REQUEST for a preliminary ruling under Article 267 TFEU from the Högsta domstolen (Supreme Court, Sweden), made by decision of 14 September 2021, received at the Court on 16 September 2021, in the proceedings

CC

v

VO,

THE COURT (Fourth Chamber),

composed of C. Lycourgos, President of the Chamber, S. Rodin, J.‑C. Bonichot, L.S. Rossi (Rapporteur) and O. Spineanu-Matei, Judges,

Advocate General: M. Szpunar,

Registrar: A. Calot Escobar,

having regard to the written procedure,

after considering the observations submitted on behalf of:

–        the German Government, by J. Möller, U. Bartl and M. Hellmann, acting as Agents,

–        the French Government, by A. Daniel and A.‑L. Desjonquères, acting as Agents,

–        the European Commission, by P. Carlin and W. Wils, acting as Agents,

having decided, after hearing the Advocate General, to proceed to judgment without an Opinion,

gives the following

Judgment

1        This request for a preliminary ruling concerns the interpretation of Article 8(1) and Article 61 of Council Regulation (EC) No 2201/2003 of 27 November 2003 concerning jurisdiction and the recognition and enforcement of judgments in matrimonial matters and the matters of parental responsibility, repealing Regulation (EC) No 1347/2000 (OJ 2003 L 338, p. 1).

2        The request has been made in proceedings between CC and VO concerning the latter’s application to be granted custody of M, their son, in Sweden.

 Legal context

 International law

3        The Convention on Jurisdiction, Applicable Law, Recognition, Enforcement and Co-operation in Respect of Parental Responsibility and Measures for the Protection of Children, signed at The Hague on 19 October 1996 (‘the 1996 Hague Convention’), has been ratified or acceded to by all the Member States of the European Union. The Russian Federation also acceded to that convention in 2012, and its accession took effect on 1 June 2013.

4        The fourth recital of the 1996 Hague Convention reads as follows:

‘Confirming that the best interests of the child are to be a primary consideration’.

5        In Chapter II of that convention, headed ‘Jurisdiction’, Article 5 provides:

‘(1)      The judicial or administrative authorities of the Contracting State of the habitual residence of the child have jurisdiction to take measures directed to the protection of the child’s person or property.
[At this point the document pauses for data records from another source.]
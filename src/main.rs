use anyhow::Result;
use kglink::embeddings::HttpEmbedder;
use kglink::retry::RetryPolicy;
use kglink::tables;
use kglink::wikidata::WikidataClient;
use kglink::{extract_triples, Config, LinkContext, LinkOptions, TaggedClause};
use std::sync::Arc;

/// Parse CLI args: three positionals — subject, predicate, object.
fn parse_clause_args() -> Result<TaggedClause> {
    let args: Vec<String> = std::env::args().skip(1).collect();
    let positional: Vec<&String> = args.iter().filter(|a| !a.starts_with("--")).collect();
    if positional.len() != 3 {
        anyhow::bail!(
            "Usage: kglink <subject> <predicate> <object>\nExample: kglink \"Marie Curie\" won \"Nobel Prize in Physics\""
        );
    }
    if positional.iter().any(|a| a.trim().is_empty()) {
        anyhow::bail!("Subject, predicate and object must not be empty");
    }
    Ok(TaggedClause::new(positional[0], positional[1], positional[2]))
}

#[tokio::main]
async fn main() -> Result<()> {
    env_logger::Builder::from_env(env_logger::Env::default().filter_or("RUST_LOG", "info"))
        .init();

    let clause = parse_clause_args()?;

    let config = Config::load()?;
    log::info!("Configuration loaded successfully");
    log::info!("SPARQL endpoint: {}", config.wikidata.sparql_url);
    log::info!("Embedding model: {}", config.embeddings.model);

    let (properties, constraints) =
        tables::load_tables(config.properties_path(), config.constraints_path())?;

    // Key presence was already validated during Config::load
    let api_key = match &config.embeddings.api_key_env {
        Some(env_name) => Some(std::env::var(env_name).map_err(|_| {
            anyhow::anyhow!("Environment variable {} not set", env_name)
        })?),
        None => None,
    };

    let policy = RetryPolicy::new(config.wikidata.max_retries, config.base_delay());
    let service = Arc::new(WikidataClient::new(&config.wikidata));
    let embedder = Arc::new(HttpEmbedder::new(&config.embeddings, api_key, policy));

    let ctx = LinkContext::new(
        service,
        embedder,
        properties,
        constraints,
        LinkOptions::from_config(&config.linking),
    );

    let triples = extract_triples(&ctx, &[clause]).await?;
    if triples.is_empty() {
        println!("No triple extracted");
    }
    for triple in triples {
        println!("{}", triple);
    }

    Ok(())
}
use anyhow::{Context, Result};
use serde::Deserialize;
use std::path::{Path, PathBuf};
use std::time::Duration;

/// Main configuration structure
#[derive(Debug, Clone, Deserialize)]
pub struct Config {
    pub wikidata: WikidataConfig,
    pub embeddings: EmbeddingsConfig,
    pub linking: LinkingConfig,
    pub tables: TablesConfig,
}

/// Wikidata endpoints and retry policy
#[derive(Debug, Clone, Deserialize)]
pub struct WikidataConfig {
    #[serde(default = "default_sparql_url")]
    pub sparql_url: String,
    #[serde(default = "default_api_url")]
    pub api_url: String,
    #[serde(default = "default_timeout_secs")]
    pub timeout_secs: u64,
    #[serde(default = "default_max_retries")]
    pub max_retries: usize,
    #[serde(default = "default_base_delay_secs")]
    pub base_delay_secs: u64,
    /// Stable identity sent on resolution calls.
    pub user_agent: String,
    /// Pool drawn from at random on bulk SPARQL calls to reduce throttling.
    #[serde(default)]
    pub rotating_user_agents: Vec<String>,
}

/// Embedding service configuration
#[derive(Debug, Clone, Deserialize)]
pub struct EmbeddingsConfig {
    pub endpoint: String,
    pub model: String,
    pub dimensions: usize,
    /// Environment variable holding the bearer token, if the service needs one.
    #[serde(default)]
    pub api_key_env: Option<String>,
}

/// Relation-linking parameters
#[derive(Debug, Clone, Deserialize)]
pub struct LinkingConfig {
    #[serde(default = "default_top_k")]
    pub top_k: usize,
    #[serde(default = "default_max_depth")]
    pub max_depth: usize,
    pub similarity_threshold: f32,
    #[serde(default = "default_language")]
    pub language: String,
    #[serde(default = "default_search_limit")]
    pub search_limit: usize,
    #[serde(default = "default_cache_capacity")]
    pub superclass_cache_capacity: usize,
}

/// Precomputed property/constraint table locations
#[derive(Debug, Clone, Deserialize)]
pub struct TablesConfig {
    pub properties_path: PathBuf,
    pub constraints_path: PathBuf,
}

fn default_sparql_url() -> String {
    "https://query.wikidata.org/sparql".to_string()
}

fn default_api_url() -> String {
    "https://www.wikidata.org/w/api.php".to_string()
}

fn default_timeout_secs() -> u64 {
    30
}

fn default_max_retries() -> usize {
    3
}

fn default_base_delay_secs() -> u64 {
    5
}

fn default_top_k() -> usize {
    5
}

fn default_max_depth() -> usize {
    3
}

fn default_language() -> String {
    "en".to_string()
}

fn default_search_limit() -> usize {
    5
}

fn default_cache_capacity() -> usize {
    1000
}

impl Config {
    /// Load configuration from file
    ///
    /// Loads environment variables from .env file (if present) before loading config.
    /// Looks for config file in this order:
    /// 1. Path specified in KGLINK_CONFIG environment variable
    /// 2. ./config.toml in current directory
    pub fn load() -> Result<Self> {
        // Load .env file if it exists (ignore errors - file is optional)
        let _ = dotenv::dotenv();

        let config_path = std::env::var("KGLINK_CONFIG")
            .map(PathBuf::from)
            .unwrap_or_else(|_| PathBuf::from("config.toml"));

        let config_str = std::fs::read_to_string(&config_path)
            .with_context(|| format!("Failed to read config file: {}", config_path.display()))?;

        let config: Config = toml::from_str(&config_str)
            .context("Failed to parse config.toml")?;

        config.validate()?;

        Ok(config)
    }

    /// Validate configuration values
    fn validate(&self) -> Result<()> {
        if self.wikidata.max_retries == 0 {
            anyhow::bail!("wikidata.max_retries must be greater than 0");
        }

        if self.wikidata.user_agent.trim().is_empty() {
            anyhow::bail!("wikidata.user_agent must not be empty");
        }

        if self.linking.top_k == 0 {
            anyhow::bail!("linking.top_k must be greater than 0");
        }

        if self.linking.similarity_threshold < 0.0 || self.linking.similarity_threshold > 1.0 {
            anyhow::bail!("linking.similarity_threshold must be between 0.0 and 1.0");
        }

        if self.linking.search_limit == 0 {
            anyhow::bail!("linking.search_limit must be greater than 0");
        }

        if self.embeddings.dimensions == 0 {
            anyhow::bail!("embeddings.dimensions must be greater than 0");
        }

        // Bearer token is resolved at client construction; here we only check
        // that a configured variable is actually set (dotenv already loaded).
        if let Some(env_name) = &self.embeddings.api_key_env {
            std::env::var(env_name).with_context(|| {
                format!(
                    "Environment variable {} not set. Set it in your .env file or as an environment variable.",
                    env_name
                )
            })?;
        }

        for (name, path) in [
            ("tables.properties_path", &self.tables.properties_path),
            ("tables.constraints_path", &self.tables.constraints_path),
        ] {
            if !path.exists() {
                anyhow::bail!("{} does not exist: {}", name, path.display());
            }
        }

        Ok(())
    }

    /// Request timeout for all outbound HTTP calls
    pub fn timeout(&self) -> Duration {
        Duration::from_secs(self.wikidata.timeout_secs)
    }

    /// Sleep between retry attempts grows linearly: base_delay * attempt
    pub fn base_delay(&self) -> Duration {
        Duration::from_secs(self.wikidata.base_delay_secs)
    }

    pub fn properties_path(&self) -> &Path {
        &self.tables.properties_path
    }

    pub fn constraints_path(&self) -> &Path {
        &self.tables.constraints_path
    }
}
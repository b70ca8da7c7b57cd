//! SPARQL query builders for the Wikidata graph endpoint.

/// Direct types of one entity (instance-of edges).
pub fn build_class_query(qid: &str) -> String {
    format!(
        "SELECT ?class WHERE {{\n  wd:{} wdt:P31 ?class .\n}}",
        qid
    )
}

/// Superclasses of a whole frontier in one batched query (subclass-of edges).
/// `qids` must be non-empty; callers skip the query for an empty frontier.
pub fn build_superclass_query(qids: &[String]) -> String {
    let values: Vec<String> = qids.iter().map(|q| format!("wd:{}", q)).collect();
    format!(
        "SELECT ?superclass WHERE {{\n  VALUES ?class {{ {} }}\n  ?class wdt:P279 ?superclass .\n}}",
        values.join(" ")
    )
}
(2)      Subject to Article 7, in case of a change of the child’s habitual residence to another Contracting State, the authorities of the State of the new habitual residence have jurisdiction.’

6        Article 52 of the 1996 Hague Convention states, in paragraphs 2 to 4:

‘(2)      This Convention does not affect the possibility for one or more Contracting States to conclude agreements which contain, in respect of children habitually resident in any of the States Parties to such agreements, provisions on matters governed by this Convention.

(3)      Agreements to be concluded by one or more Contracting States on matters within the scope of this Convention do not affect, in the relationship of such States with other Contracting States, the application of the provisions of this Convention.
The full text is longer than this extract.